For now, however, the tariff-free fruits will only be available only at the fair, as the Taiwan authorities have not responded to the central government's May promise to allow tariff-free imports.

Before the show, because there are currently no direct links across the Taiwan Straits, the fruit had to be shipped through third ports such as Hong Kong. But yesterday, Mawei Port in Fuzhou, capital of Fujian Province, handled its first sizable Taiwan fruit transfer and sent it on to Shanghai.

Another goal of the fair is to provide a platform to expand cross-Straits agricultural investment and trade, said Yu Yongwei, director of the exhibition organizing committee.

That is something in which Fuzhou also intends to have a stake. It plans to develop into a transfer station and distribution centre to make it easier and quicker for Taiwanese fruit to reach the mainland market.

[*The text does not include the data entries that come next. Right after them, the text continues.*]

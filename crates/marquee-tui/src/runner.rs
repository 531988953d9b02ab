//! Main TUI runner - entry point and event loop
//!
//! Contains the application lifecycle:
//! - `run`: sets up the terminal, kicks off the dataset load and runs the loop
//! - `run_loop`: drains background messages, renders, polls terminal events

use std::path::PathBuf;

use tokio::sync::mpsc;

use marquee_app::config::Settings;
use marquee_app::process::process_message;
use marquee_app::signals;
use marquee_app::{AppState, Message};
use marquee_core::prelude::*;

use crate::{event, render, terminal};

/// Run the dashboard for the dataset at `dataset_path`
pub async fn run(dataset_path: PathBuf, settings: Settings) -> Result<()> {
    terminal::install_panic_hook();

    let mut term = terminal::init()?;
    let mut state = AppState::new(dataset_path, settings);

    // Unified message channel for the load task and the signal handler
    let (msg_tx, msg_rx) = mpsc::channel::<Message>(256);
    signals::spawn_signal_handler(msg_tx.clone());

    info!("Loading dataset {}", state.dataset_path.display());
    process_message(&mut state, Message::LoadDataset, &msg_tx);

    let result = run_loop(&mut term, &mut state, msg_rx, msg_tx);

    terminal::restore();
    info!("Marquee exiting");
    result
}

/// Main event loop
fn run_loop(
    terminal: &mut ratatui::DefaultTerminal,
    state: &mut AppState,
    mut msg_rx: mpsc::Receiver<Message>,
    msg_tx: mpsc::Sender<Message>,
) -> Result<()> {
    while !state.should_quit() {
        // Background messages (load results, signals)
        while let Ok(msg) = msg_rx.try_recv() {
            process_message(state, msg, &msg_tx);
        }

        terminal.draw(|frame| render::view(frame, state))?;

        if let Some(message) = event::poll()? {
            process_message(state, message, &msg_tx);
        }
    }

    Ok(())
}
//! The in-memory film catalog
//!
//! The catalog is loaded once and never mutated. It is cheap to clone
//! (reference-counted) so views can hold it without copying records.

use std::path::Path;
use std::sync::Arc;

use crate::film::FilmRecord;
use crate::prelude::*;

/// Immutable, shared collection of every film in the dataset.
#[derive(Debug, Clone, Default)]
pub struct Catalog {
    films: Arc<[FilmRecord]>,
}

impl Catalog {
    pub fn new(films: Vec<FilmRecord>) -> Self {
        Self {
            films: films.into(),
        }
    }

    /// Parse a JSON array of film objects.
    pub fn from_json(json: &str) -> Result<Self> {
        let films: Vec<FilmRecord> = serde_json::from_str(json)?;
        Ok(Self::new(films))
    }

    /// Read and parse a dataset file.
    pub fn load(path: &Path) -> Result<Self> {
        if !path.exists() {
            return Err(Error::dataset_not_found(path));
        }
        let content = std::fs::read_to_string(path)?;
        let catalog = Self::from_json(&content)
            .map_err(|e| Error::dataset_load(path, e.to_string()))?;
        debug!("Loaded {} films from {}", catalog.len(), path.display());
        Ok(catalog)
    }

    pub fn films(&self) -> &[FilmRecord] {
        &self.films
    }

    pub fn len(&self) -> usize {
        self.films.len()
    }

    pub fn is_empty(&self) -> bool {
        self.films.is_empty()
    }

    pub fn iter(&self) -> std::slice::Iter<'_, FilmRecord> {
        self.films.iter()
    }
}

impl From<Vec<FilmRecord>> for Catalog {
    fn from(films: Vec<FilmRecord>) -> Self {
        Self::new(films)
    }
}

Kuang Qiao - vice-president of the fruit's mainland distributor, Chaoda Modern Agriculture (Holdings) Limited - said the company plans to spend 200 million yuan (US$25 million) to build the mainland's first logistics centre "to help Taiwanese agricultural products to be distributed on a larger scale."

Currently Mawei, linked to Taiwan's Matsu Island by a ship route, has plans for a 5,000-square-metre distribution centre and a 3,000-square-metre warehouse to handle Taiwanese fruit, according to a Xinhua News Agency report.

In Xiamen, the First Cross-Straits Book Trade Fair, set for July 29-31, is co-sponsored by publishing industries on both sides of the Taiwan Straits.

The fair will break a mainland directive that Taiwanese books can be exhibited on the mainland but not offered for sale, said Bai Jingzhao, director of Fujian Provincial Press and Publication Bureau.

"The fair will become the largest of its kind in the number of Taiwan participants and exhibited books," Bai said.

More than 50,000 books published in the past two years in the island province, along with about 150,000 mainland books, will be exhibited.

According to the organizing committee, the fair will be held annually alternating between the mainland and Taiwan.